The configuration for this encoding is a JSON object with two required members.

* `"suffix"`: **(Required)** A string that will be appended to the encoded chunk key.
* `"base_encoding"`: **(Required)** A chunk key encoding configuration object. This specifies the "base" encoding to be used *before* the suffix is appended.
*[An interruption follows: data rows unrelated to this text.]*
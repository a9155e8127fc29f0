//! Limit enforcement and directory-ordering properties that aren't pinned to
//! one specific hex fixture.

use dyncol::{pack, unpack, DynColError, Mapping, Value};

fn map(pairs: Vec<(String, Value)>) -> Mapping {
    pairs.into_iter().collect()
}

#[test]
fn total_name_length_at_cap_succeeds() {
    let long_key = "a".repeat(16383 - 1);
    let m = map(vec![
        (format!("{long_key}1"), Value::Int(1)),
        (format!("{long_key}2"), Value::Int(1)),
        (format!("{long_key}3"), Value::Int(1)),
        (format!("{long_key}4"), Value::Int(1)),
        ("abc".to_string(), Value::Int(1)), // total == 65535 exactly
    ]);
    assert!(pack(&m).is_ok());
}

#[test]
fn total_name_length_over_cap_fails() {
    let long_key = "a".repeat(16383 - 1);
    let m = map(vec![
        (format!("{long_key}1"), Value::Int(1)),
        (format!("{long_key}2"), Value::Int(1)),
        (format!("{long_key}3"), Value::Int(1)),
        (format!("{long_key}4"), Value::Int(1)),
        ("abc".to_string(), Value::Int(1)),
        ("a".to_string(), Value::Int(1)),
    ]);
    assert!(matches!(pack(&m), Err(DynColError::LimitError(_))));
}

#[test]
fn directory_orders_by_length_then_bytes() {
    let m = map(vec![
        ("1212".to_string(), Value::Int(2)),
        ("www".to_string(), Value::Int(3)),
    ]);
    let blob = pack(&m).unwrap();
    assert_eq!(
        blob,
        vec![
            0x04, 0x02, 0x00, 0x07, 0x00, 0x00, 0x00, 0x00, 0x00, 0x03, 0x00, 0x10, 0x00, 0x77,
            0x77, 0x77, 0x31, 0x32, 0x31, 0x32, 0x06, 0x04
        ]
    );
    assert_eq!(unpack(&blob).unwrap(), m);
}

#[test]
fn names_region_extracted_in_directory_order() {
    // "a" (len 1) sorts before "bb" (len 2) regardless of insertion order.
    let m = map(vec![
        ("bb".to_string(), Value::Int(1)),
        ("a".to_string(), Value::Int(2)),
    ]);
    let blob = pack(&m).unwrap();
    let names_length = u16::from_le_bytes([blob[3], blob[4]]) as usize;
    let column_count = u16::from_le_bytes([blob[1], blob[2]]) as usize;
    let entry_size = 4; // size class 0 for this tiny payload
    let directory_end = 5 + entry_size * column_count;
    let names = &blob[directory_end..directory_end + names_length];
    assert_eq!(names, b"abb");
}

#[test]
fn determinism_for_equal_mappings() {
    let m1 = map(vec![
        ("a".to_string(), Value::Int(1)),
        ("b".to_string(), Value::String("x".to_string())),
    ]);
    let m2 = m1.clone();
    assert_eq!(pack(&m1).unwrap(), pack(&m2).unwrap());
}

#[test]
fn size_class_escalates_for_large_payload() {
    // A single string value over ~4KB pushes the directory into size class 1.
    let m = map(vec![("a".to_string(), Value::String("a".repeat(4094)))]);
    let blob = pack(&m).unwrap();
    assert_eq!(blob[0] & 0x03, 1);
    assert_eq!(unpack(&blob).unwrap(), m);
}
#### Example 1: Simple Suffix

This configuration appends `.tiff` to the key generated by the `default` chunk key encoding.

```json
{
"name": "suffix",
"configuration": {
"suffix": ".tiff",
"base_encoding": {
"name": "default"
}
}
}
```

#### Example 2: Suffix with a Custom Base Encoding

This configuration first encodes the chunk key using the `v2` naming scheme and then appends `.shard.zip`.

```json
{
"name": "suffix",
"configuration": {
"suffix": ".shard.zip",
"base_encoding": {
"name": "v2"
}
}
}
```

---

## Encoding and Decoding Logic

The implementation logic is a simple wrapper around an existing chunk key encoding.

### Encoding

1. Take the chunk coordinate tuple as input (e.g., `(1, 2)`).
2. Encode the coordinates using the specified **`base_encoding`**. This might transform `(1, 2)` into `"c/1/2"` if the `base_encoding` is set to `default`
3. Append the `suffix` from the configuration to the result of the base encoding.

The final key is `base_encoded_key + suffix` (e.g., `"c/1/2.tiff"`).

### Decoding

1. Take the full chunk key string as input (e.g., `"c/1/2.tiff"`).
2. Verify that the key ends with the configured `suffix`. If not, it is an invalid key for this encoding.
3. Remove the `suffix` from the end of the key string to get the base key (e.g., `"c/1/2"`).
4. Decode the remaining base key using the specified **`base_encoding`** to retrieve the original chunk coordinate tuple `(1, 2)`.